··· Entries provided ···
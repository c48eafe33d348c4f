//! Status classification engine: pure functions from observed snapshots to
//! the status vocabulary reported to the status server.

pub mod assemble;
pub mod condition;
pub mod observed;
pub mod probes;
pub mod problems;
pub mod revision;
pub mod rollout;

#[cfg(test)]
mod revision_tests;

pub use assemble::{
    AssembleError, DeploymentObservation, KnativeObservation, RevisionObservation,
    assemble_deployment, assemble_knative,
};
pub use condition::{Condition, Truth};
pub use observed::*;
pub use probes::{ProblemProbe, default_probes};
pub use problems::{ProblemSet, aggregate};
pub use revision::{RevisionState, classify_revision, fold_rollout};
pub use rollout::{RolloutState, classify_rollout};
···
Aim of the exercise: Search the data above for the string "observed" and copy each line that has it.

Reply to the exercise:
//! Status classification engine: pure functions from observed snapshots to
pub mod observed;
pub use observed::*;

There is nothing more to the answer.